> About this exercise
Retype exactly the lines below, beginning with the first and ending with the line where "struct Session<C: Ciphersuite>" appears.

(Beginning of Dataset content)

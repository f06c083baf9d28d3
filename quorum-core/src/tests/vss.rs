//! Ciphersuite-generic tests for the Pedersen VSS layer.

use rand_core::{CryptoRng, RngCore};

use crate::{
    ecies,
    poly::{recover_secret, PriShare},
    serialization::{encode, Header, SerializableElement},
    tests::helpers::participants,
    vss::{Dealer, EncryptedDeal, Status, Verifier},
    Ciphersuite, Error, Field, Group, SigningKey, VerifyingKey,
};

struct Session<C: Ciphersuite> {
    secret: crate::Scalar<C>,
    dealer_key: SigningKey<C>,
    dealer: Dealer<C>,
    verifiers: Vec<Verifier<C>>,
}

fn setup<C: Ciphersuite, R: RngCore + CryptoRng>(n: u32, threshold: u32, rng: &mut R) -> Session<C> {
    let (signing_keys, verifying_keys) = participants::<C, R>(n, rng);
    let dealer_key = SigningKey::new(rng);
    let secret = <<C::Group as Group>::Field>::random(rng);

    let dealer = Dealer::new(
        dealer_key,
        secret,
        verifying_keys.clone(),
        threshold,
        rng,
    )
    .unwrap();

    let verifiers = signing_keys
        .iter()
        .map(|sk| Verifier::new(*sk, dealer.public_key(), verifying_keys.clone()).unwrap())
        .collect();

    Session {
        secret,
        dealer_key,
        dealer,
        verifiers,
    }
}

/// Seal an arbitrary deal to a recipient, exactly as a dealer would. Lets the
/// tests put inconsistent payloads on the wire.
fn seal_deal<C: Ciphersuite, R: RngCore + CryptoRng>(
    dealer_key: &SigningKey<C>,
    recipient: &VerifyingKey<C>,
    deal: &crate::vss::Deal<C>,
    rng: &mut R,
) -> EncryptedDeal<C> {
    let plaintext = encode(deal).unwrap();
    let (dh_key, nonce, cipher) =
        ecies::seal::<C, R>(rng, &recipient.to_element(), &plaintext).unwrap();

    let mut msg = Vec::from(crate::vss::DEAL_DOMAIN);
    msg.extend_from_slice(<C::Group>::serialize(&dh_key).as_ref());
    let signature = dealer_key.sign(rng, &msg);

    EncryptedDeal {
        header: Header::new(),
        dh_key: SerializableElement(dh_key),
        signature,
        nonce,
        cipher,
    }
}

/// Fault-free run: every deal approves, everything certifies, and the dealt
/// shares recover the dealer's secret.
pub fn check_vss_happy<C: Ciphersuite, R: RngCore + CryptoRng>(mut rng: R) {
    let (n, t) = (5, 3);
    let mut session = setup::<C, R>(n, t, &mut rng);

    let encrypted = session.dealer.encrypted_deals(&mut rng).unwrap();
    let mut responses = Vec::new();
    for (verifier, deal) in session.verifiers.iter_mut().zip(&encrypted) {
        let response = verifier.process_encrypted_deal(deal, &mut rng).unwrap();
        assert_eq!(*response.status(), Status::Approval);
        responses.push(response);
    }

    for response in &responses {
        assert!(session
            .dealer
            .process_response(response, &mut rng)
            .unwrap()
            .is_none());
        for verifier in session.verifiers.iter_mut() {
            if verifier.index() == *response.index() {
                continue;
            }
            verifier.process_response(response).unwrap();
        }
    }

    assert!(session.dealer.deal_certified());
    for verifier in &session.verifiers {
        assert!(verifier.deal_certified());
    }

    let shares: Vec<_> = session
        .verifiers
        .iter()
        .map(|v| Some(*v.deal().unwrap().sec_share()))
        .collect();
    let recovered = recover_secret(&shares, t).unwrap();
    assert!(recovered == session.secret);
    assert!(session.dealer.secret_commit() == <C::Group>::generator() * session.secret);
}

/// A corrupted delivery draws a complaint; the honest dealer's justification
/// reinstates the deal and certification still succeeds.
pub fn check_vss_complaint_justified<C: Ciphersuite, R: RngCore + CryptoRng>(mut rng: R) {
    let (n, t) = (5, 3);
    let mut session = setup::<C, R>(n, t, &mut rng);

    let encrypted = session.dealer.encrypted_deals(&mut rng).unwrap();

    // Verifier 0 receives a payload whose share does not open the
    // commitments, as if the delivery had been corrupted.
    let mut bad_deal = session.dealer.deals[0].clone();
    bad_deal.sec_share = PriShare::new(
        0,
        bad_deal.sec_share.value() + <<C::Group as Group>::Field>::one(),
    );
    let tampered = seal_deal(
        &session.dealer_key,
        &session.verifiers[0].public_key(),
        &bad_deal,
        &mut rng,
    );

    let complaint = session.verifiers[0]
        .process_encrypted_deal(&tampered, &mut rng)
        .unwrap();
    assert_eq!(*complaint.status(), Status::Complaint);

    let mut responses = vec![complaint];
    for (verifier, deal) in session.verifiers.iter_mut().zip(&encrypted).skip(1) {
        let response = verifier.process_encrypted_deal(deal, &mut rng).unwrap();
        assert_eq!(*response.status(), Status::Approval);
        responses.push(response);
    }

    let mut justification = None;
    for response in &responses {
        let answer = session.dealer.process_response(response, &mut rng).unwrap();
        if *response.status() == Status::Complaint {
            justification = Some(answer.unwrap());
        } else {
            assert!(answer.is_none());
        }
        for verifier in session.verifiers.iter_mut() {
            if verifier.index() == *response.index() {
                continue;
            }
            verifier.process_response(response).unwrap();
        }
    }

    let justification = justification.unwrap();

    // Justifications travel the broadcast channel; round-trip the encoding.
    let decoded =
        crate::vss::Justification::deserialize(&justification.serialize().unwrap()).unwrap();
    assert_eq!(decoded, justification);

    for verifier in session.verifiers.iter_mut() {
        verifier.process_justification(&justification).unwrap();
    }

    assert!(session.dealer.deal_certified());
    for verifier in &session.verifiers {
        assert!(verifier.deal_certified());
    }

    // The complainer adopted the revealed share.
    assert!(
        session.verifiers[0].deal().unwrap().sec_share().value()
            == session.dealer.deals[0].sec_share.value()
    );
}

/// A dealer whose deal genuinely mismatches its commitments cannot justify
/// the complaint and is disqualified by every verifier.
pub fn check_vss_bad_dealer<C: Ciphersuite, R: RngCore + CryptoRng>(mut rng: R) {
    let (n, t) = (5, 3);
    let mut session = setup::<C, R>(n, t, &mut rng);

    // The dealer itself holds an inconsistent share for verifier 0, so both
    // the delivery and the later justification are bad.
    let wrong = session.dealer.deals[0].sec_share.value() + <<C::Group as Group>::Field>::one();
    session.dealer.deals[0].sec_share = PriShare::new(0, wrong);

    let encrypted = session.dealer.encrypted_deals(&mut rng).unwrap();
    let mut responses = Vec::new();
    for (verifier, deal) in session.verifiers.iter_mut().zip(&encrypted) {
        responses.push(verifier.process_encrypted_deal(deal, &mut rng).unwrap());
    }
    assert_eq!(*responses[0].status(), Status::Complaint);

    let mut justification = None;
    for response in &responses {
        let answer = session.dealer.process_response(response, &mut rng).unwrap();
        if *response.status() == Status::Complaint {
            justification = Some(answer.unwrap());
        }
        for verifier in session.verifiers.iter_mut() {
            if verifier.index() == *response.index() {
                continue;
            }
            verifier.process_response(response).unwrap();
        }
    }

    let justification = justification.unwrap();
    for verifier in session.verifiers.iter_mut() {
        let err = verifier.process_justification(&justification).unwrap_err();
        assert!(matches!(err, Error::InvalidJustification { .. }));
    }

    for verifier in &session.verifiers {
        assert!(!verifier.deal_certified());
    }
}

/// A silent verifier leaves certification undecided until the timeout, which
/// settles it as a rejection.
pub fn check_vss_timeout<C: Ciphersuite, R: RngCore + CryptoRng>(mut rng: R) {
    let (n, t) = (5, 3);
    let mut session = setup::<C, R>(n, t, &mut rng);

    let encrypted = session.dealer.encrypted_deals(&mut rng).unwrap();

    // Verifier 0 never shows up.
    let mut responses = Vec::new();
    for (verifier, deal) in session.verifiers.iter_mut().zip(&encrypted).skip(1) {
        let response = verifier.process_encrypted_deal(deal, &mut rng).unwrap();
        assert_eq!(*response.status(), Status::Approval);
        responses.push(response);
    }

    for response in &responses {
        assert!(session
            .dealer
            .process_response(response, &mut rng)
            .unwrap()
            .is_none());
        for verifier in session.verifiers.iter_mut().skip(1) {
            if verifier.index() == *response.index() {
                continue;
            }
            verifier.process_response(response).unwrap();
        }
    }

    // Undecided: enough approvals, but one verifier unaccounted for.
    assert!(!session.dealer.deal_certified());
    for verifier in session.verifiers.iter().skip(1) {
        assert!(!verifier.deal_certified());
    }

    session.dealer.set_timeout();
    for verifier in session.verifiers.iter_mut().skip(1) {
        verifier.set_timeout();
    }

    // Decided: the absentee counts as an implicit complaint.
    assert!(!session.dealer.deal_certified());
    for verifier in session.verifiers.iter().skip(1) {
        assert!(!verifier.deal_certified());
    }

    // The late response finds its slot already settled.
    let late = session.verifiers[0]
        .process_encrypted_deal(&encrypted[0], &mut rng)
        .unwrap();
    assert_eq!(
        session
            .dealer
            .process_response(&late, &mut rng)
            .unwrap_err(),
        Error::DuplicateResponse
    );
}

/// Replayed deals and responses are rejected, and deals sealed to somebody
/// else do not open.
pub fn check_vss_duplicates<C: Ciphersuite, R: RngCore + CryptoRng>(mut rng: R) {
    let (n, t) = (4, 3);
    let mut session = setup::<C, R>(n, t, &mut rng);

    let encrypted = session.dealer.encrypted_deals(&mut rng).unwrap();

    // Sealed to verifier 1, unreadable by verifier 0.
    assert_eq!(
        session.verifiers[0]
            .process_encrypted_deal(&encrypted[1], &mut rng)
            .unwrap_err(),
        Error::DecryptionFailure
    );

    let response = session.verifiers[0]
        .process_encrypted_deal(&encrypted[0], &mut rng)
        .unwrap();
    assert_eq!(
        session.verifiers[0]
            .process_encrypted_deal(&encrypted[0], &mut rng)
            .unwrap_err(),
        Error::DuplicateDeal
    );

    assert!(session
        .dealer
        .process_response(&response, &mut rng)
        .unwrap()
        .is_none());
    assert_eq!(
        session
            .dealer
            .process_response(&response, &mut rng)
            .unwrap_err(),
        Error::DuplicateResponse
    );

    session.verifiers[1]
        .process_encrypted_deal(&encrypted[1], &mut rng)
        .unwrap();
    session.verifiers[1].process_response(&response).unwrap();
    assert_eq!(
        session.verifiers[1]
            .process_response(&response)
            .unwrap_err(),
        Error::DuplicateResponse
    );
}

/// ECIES round-trips and rejects tampered ciphertexts.
pub fn check_ecies<C: Ciphersuite, R: RngCore + CryptoRng>(mut rng: R) {
    let secret_key = SigningKey::<C>::new(&mut rng);
    let recipient = VerifyingKey::from(&secret_key).to_element();

    let plaintext = b"the quick brown fox";
    let (dh_key, nonce, mut cipher) =
        ecies::seal::<C, R>(&mut rng, &recipient, plaintext).unwrap();

    let opened =
        ecies::open::<C>(&secret_key.to_scalar(), &dh_key, &nonce, &cipher).unwrap();
    assert_eq!(opened, plaintext);

    cipher[0] ^= 1;
    assert_eq!(
        ecies::open::<C>(&secret_key.to_scalar(), &dh_key, &nonce, &cipher).unwrap_err(),
        Error::DecryptionFailure
    );

    // Sealed to somebody else.
    let other = SigningKey::<C>::new(&mut rng);
    cipher[0] ^= 1;
    assert_eq!(
        ecies::open::<C>(&other.to_scalar(), &dh_key, &nonce, &cipher).unwrap_err(),
        Error::DecryptionFailure
    );
}

/// Schnorr signatures verify under the right key and message only.
pub fn check_signature<C: Ciphersuite, R: RngCore + CryptoRng>(mut rng: R) {
    let signing_key = SigningKey::<C>::new(&mut rng);
    let verifying_key = VerifyingKey::from(&signing_key);

    let signature = signing_key.sign(&mut rng, b"message");
    verifying_key.verify(b"message", &signature).unwrap();

    assert_eq!(
        verifying_key.verify(b"other message", &signature).unwrap_err(),
        Error::InvalidSignature
    );

    let other = VerifyingKey::from(&SigningKey::<C>::new(&mut rng));
    assert_eq!(
        other.verify(b"message", &signature).unwrap_err(),
        Error::InvalidSignature
    );

    let roundtrip = crate::Signature::<C>::deserialize(&signature.serialize()).unwrap();
    verifying_key.verify(b"message", &roundtrip).unwrap();
}
#![allow(non_snake_case)]
#![deny(missing_docs)]
#![doc = include_str!("../README.md")]

use curve25519_dalek::{
    constants::RISTRETTO_BASEPOINT_POINT,
    ristretto::{CompressedRistretto, RistrettoPoint},
    scalar::Scalar,
    traits::Identity,
};
use rand_core::{CryptoRng, RngCore};
use sha2::{Digest, Sha512};

use quorum_core as quorum;

// Re-exports in our public API
pub use quorum_core::{Ciphersuite, Error, Field, FieldError, Group, GroupError};
pub use rand_core;

/// An implementation of the quorum(ristretto255, SHA-512) ciphersuite scalar
/// field.
#[derive(Clone, Copy)]
pub struct RistrettoScalarField;

impl Field for RistrettoScalarField {
    type Scalar = Scalar;

    type Serialization = [u8; 32];

    fn zero() -> Self::Scalar {
        Scalar::ZERO
    }

    fn one() -> Self::Scalar {
        Scalar::ONE
    }

    fn invert(scalar: &Self::Scalar) -> Result<Self::Scalar, FieldError> {
        // [`curve25519_dalek::scalar::Scalar`]'s Eq/PartialEq does a
        // constant-time comparison using `ConstantTimeEq`
        if *scalar == <Self as Field>::zero() {
            Err(FieldError::InvalidZeroScalar)
        } else {
            Ok(scalar.invert())
        }
    }

    fn random<R: RngCore + CryptoRng>(rng: &mut R) -> Self::Scalar {
        Scalar::random(rng)
    }

    fn serialize(scalar: &Self::Scalar) -> Self::Serialization {
        scalar.to_bytes()
    }

    fn deserialize(buf: &Self::Serialization) -> Result<Self::Scalar, FieldError> {
        match Scalar::from_canonical_bytes(*buf).into() {
            Some(s) => Ok(s),
            None => Err(FieldError::MalformedScalar),
        }
    }
}

/// An implementation of the quorum(ristretto255, SHA-512) ciphersuite group.
#[derive(Clone, Copy, PartialEq, Eq)]
pub struct RistrettoGroup;

impl Group for RistrettoGroup {
    type Field = RistrettoScalarField;

    type Element = RistrettoPoint;

    type Serialization = [u8; 32];

    fn cofactor() -> <Self::Field as Field>::Scalar {
        Scalar::ONE
    }

    fn identity() -> Self::Element {
        RistrettoPoint::identity()
    }

    fn generator() -> Self::Element {
        RISTRETTO_BASEPOINT_POINT
    }

    fn serialize(element: &Self::Element) -> Self::Serialization {
        element.compress().to_bytes()
    }

    fn deserialize(buf: &Self::Serialization) -> Result<Self::Element, GroupError> {
        match CompressedRistretto::from_slice(buf.as_ref())
            .map_err(|_| GroupError::MalformedElement)?
            .decompress()
        {
            Some(point) => Ok(point),
            None => Err(GroupError::MalformedElement),
        }
    }
}

/// Context string identifying this ciphersuite.
const CONTEXT_STRING: &str = "QUORUM-RISTRETTO255-SHA512-v1";

/// SHA-512 over the context string, a per-function domain tag and the
/// message. Every hash of the suite goes through here so no two of them can
/// ever collide on the same input.
fn domain_hash(tag: &[u8], msg: &[u8]) -> [u8; 64] {
    Sha512::new()
        .chain_update(CONTEXT_STRING.as_bytes())
        .chain_update(tag)
        .chain_update(msg)
        .finalize()
        .into()
}

/// An implementation of the quorum(ristretto255, SHA-512) ciphersuite.
#[derive(Clone, Copy, PartialEq, Eq, Debug)]
pub struct Ristretto255Sha512;

impl Ciphersuite for Ristretto255Sha512 {
    const ID: &'static str = CONTEXT_STRING;

    type Group = RistrettoGroup;

    type HashOutput = [u8; 64];

    /// H1 for quorum(ristretto255, SHA-512): the Schnorr signature challenge.
    fn H1(m: &[u8]) -> <<Self::Group as Group>::Field as Field>::Scalar {
        Scalar::from_bytes_mod_order_wide(&domain_hash(b"chal", m))
    }

    /// H2 for quorum(ristretto255, SHA-512): session identifiers.
    fn H2(m: &[u8]) -> Self::HashOutput {
        domain_hash(b"sid", m)
    }

    /// H3 for quorum(ristretto255, SHA-512): the Pedersen blinding base.
    fn H3(m: &[u8]) -> <Self::Group as Group>::Element {
        RistrettoPoint::from_uniform_bytes(&domain_hash(b"base", m))
    }
}

type R = Ristretto255Sha512;

/// A quorum(ristretto255, SHA-512) long-term participant signing key.
pub type SigningKey = quorum::SigningKey<R>;

/// A quorum(ristretto255, SHA-512) long-term participant verifying key.
pub type VerifyingKey = quorum::VerifyingKey<R>;

/// A quorum(ristretto255, SHA-512) Schnorr signature.
pub type Signature = quorum::Signature<R>;

/// quorum(ristretto255, SHA-512) secret sharing polynomials and recovery.
pub mod poly {
    use super::*;

    /// A share of a secret polynomial.
    pub type PriShare = quorum::poly::PriShare<R>;

    /// A share of a committed public polynomial.
    pub type PubShare = quorum::poly::PubShare<R>;

    /// A secret sharing polynomial.
    pub type PriPoly = quorum::poly::PriPoly<R>;

    /// The public commitment image of a secret sharing polynomial.
    pub type PubPoly = quorum::poly::PubPoly<R>;

    /// Recover the shared secret from a sparse list of private shares.
    pub fn recover_secret(
        shares: &[Option<PriShare>],
        threshold: u32,
    ) -> Result<curve25519_dalek::scalar::Scalar, Error> {
        quorum::poly::recover_secret(shares, threshold)
    }

    /// Recover the secret commitment from a sparse list of public shares.
    pub fn recover_commit(
        shares: &[Option<PubShare>],
        threshold: u32,
    ) -> Result<curve25519_dalek::ristretto::RistrettoPoint, Error> {
        quorum::poly::recover_commit(shares, threshold)
    }

    /// Recover the entire secret polynomial from a sparse list of shares.
    pub fn recover_pri_poly(
        shares: &[Option<PriShare>],
        threshold: u32,
    ) -> Result<PriPoly, Error> {
        quorum::poly::recover_pri_poly(shares, threshold)
    }

    /// Recover the entire committed polynomial from a sparse list of public
    /// shares.
    pub fn recover_pub_poly(
        shares: &[Option<PubShare>],
        threshold: u32,
    ) -> Result<PubPoly, Error> {
        quorum::poly::recover_pub_poly(shares, threshold)
    }
}

/// quorum(ristretto255, SHA-512) Pedersen verifiable secret sharing.
pub mod vss {
    use super::*;

    /// The verdict of a verifier on a deal.
    pub type Status = quorum::vss::Status;

    /// The secret payload a dealer prepares for one verifier.
    pub type Deal = quorum::vss::Deal<R>;

    /// A deal sealed to its recipient's long-term key.
    pub type EncryptedDeal = quorum::vss::EncryptedDeal<R>;

    /// A verifier's signed verdict on a deal.
    pub type Response = quorum::vss::Response<R>;

    /// A dealer's signed answer to a complaint.
    pub type Justification = quorum::vss::Justification<R>;

    /// The party sharing a secret.
    pub type Dealer = quorum::vss::Dealer<R>;

    /// One recipient of a dealer's deal.
    pub type Verifier = quorum::vss::Verifier<R>;
}

/// quorum(ristretto255, SHA-512) distributed key generation.
pub mod dkg {
    use super::*;

    /// A deal from one DKG participant to another.
    pub type Deal = quorum::dkg::Deal<R>;

    /// A verdict on the deal of one dealer.
    pub type Response = quorum::dkg::Response<R>;

    /// A dealer's answer to a complaint against its deal.
    pub type Justification = quorum::dkg::Justification<R>;

    /// A participant's share of the distributed key.
    pub type DistKeyShare = quorum::dkg::DistKeyShare<R>;

    /// The state of one participant in a DKG run.
    pub type DistKeyGenerator = quorum::dkg::DistKeyGenerator<R>;
}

(End of Dataset content)

> Worked solution
repository f06c083baf9d28d3
filename quorum-core/src/tests/vss.rs
//! Ciphersuite-generic tests for the Pedersen VSS layer.

use rand_core::{CryptoRng, RngCore};

use crate::{
    ecies,
    poly::{recover_secret, PriShare},
    serialization::{encode, Header, SerializableElement},
    tests::helpers::participants,
    vss::{Dealer, EncryptedDeal, Status, Verifier},
    Ciphersuite, Error, Field, Group, SigningKey, VerifyingKey,
};

struct Session<C: Ciphersuite> {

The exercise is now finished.